_Work to be completed_: Select every line below containing the word "level".

_Provided records_:
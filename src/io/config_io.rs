use std::fs;
use std::path::{Path, PathBuf};

use crate::model::config::Config;

/// Error type for loading the config file
#[derive(Debug, thiserror::Error)]
pub enum ConfigError {
    #[error("could not read {path}: {source}")]
    ReadError {
        path: PathBuf,
        source: std::io::Error,
    },
    #[error("could not parse config: {0}")]
    ParseError(#[from] toml::de::Error),
}

/// Read the config file at `path`.
pub fn read_config(path: &Path) -> Result<Config, ConfigError> {
    let text = fs::read_to_string(path).map_err(|e| ConfigError::ReadError {
        path: path.to_path_buf(),
        source: e,
    })?;
    parse_config(&text)
}

/// Parse config text. Missing sections and keys take their defaults.
pub fn parse_config(text: &str) -> Result<Config, ConfigError> {
    Ok(toml::from_str(text)?)
}

/// Load the config named on the command line, or the defaults when none was.
pub fn load_config(path: Option<&Path>) -> Result<Config, ConfigError> {
    match path {
        Some(p) => read_config(p),
        None => Ok(Config::default()),
    }
}

#[cfg(test)]
mod tests {
    use super::*;
    use crate::model::config::{Align, ToggleMode};
    use tempfile::TempDir;

    fn sample_config() -> &'static str {
        r##"[ui]
title = "Errands"
align = "left"
mouse = false

[ui.colors]
dim = "#888888"

[tasks]
toggle = "flip-each"

[log]
level = "checklist=debug"
file = "/tmp/checklist.log"
"##
    }

    #[test]
    fn test_empty_config_uses_defaults() {
        let config = parse_config("").unwrap();
        assert_eq!(config.ui.title, "Checklist");
        assert_eq!(config.ui.align, Align::Right);
        assert!(config.ui.mouse);
        assert!(config.ui.kitty_keyboard);
        assert_eq!(config.tasks.toggle, ToggleMode::Complement);
        assert_eq!(config.log.level, "info");
        assert!(config.log.file.is_none());
    }

    #[test]
    fn test_overrides() {
        let config = parse_config(sample_config()).unwrap();
        assert_eq!(config.ui.title, "Errands");
        assert_eq!(config.ui.align, Align::Left);
        assert!(!config.ui.mouse);
        assert!(config.ui.kitty_keyboard);
        assert_eq!(config.ui.colors.get("dim").map(String::as_str), Some("#888888"));
        assert_eq!(config.tasks.toggle, ToggleMode::FlipEach);
        assert_eq!(config.log.level, "checklist=debug");
        assert_eq!(
            config.log.file.as_deref(),
            Some(Path::new("/tmp/checklist.log"))
        );
    }

    #[test]
    fn test_unknown_keys_ignored() {
        let config = parse_config("[ui]\nfont = \"Vazirmatn\"\n\n[extra]\nx = 1\n").unwrap();
        assert_eq!(config.ui.title, "Checklist");
    }

    #[test]
    fn test_bad_value_is_parse_error() {
        let err = parse_config("[tasks]\ntoggle = \"sometimes\"\n").unwrap_err();
        assert!(matches!(err, ConfigError::ParseError(_)));
        let err = parse_config("[ui\n").unwrap_err();
        assert!(matches!(err, ConfigError::ParseError(_)));
    }

    #[test]
    fn test_read_from_disk() {
        let tmp = TempDir::new().unwrap();
        let path = tmp.path().join("checklist.toml");
        fs::write(&path, sample_config()).unwrap();

        let config = load_config(Some(&path)).unwrap();
        assert_eq!(config.ui.title, "Errands");
    }

    #[test]
    fn test_missing_file() {
        let tmp = TempDir::new().unwrap();
        let path = tmp.path().join("nope.toml");
        let err = read_config(&path).unwrap_err();
        assert!(matches!(err, ConfigError::ReadError { .. }));
        assert!(err.to_string().contains("nope.toml"));
    }

    #[test]
    fn test_no_path_gives_defaults() {
        let config = load_config(None).unwrap();
        assert_eq!(config.ui.title, "Checklist");
    }
}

_Response to the task_:
level = "checklist=debug"
        assert_eq!(config.log.level, "info");
        assert_eq!(config.log.level, "checklist=debug");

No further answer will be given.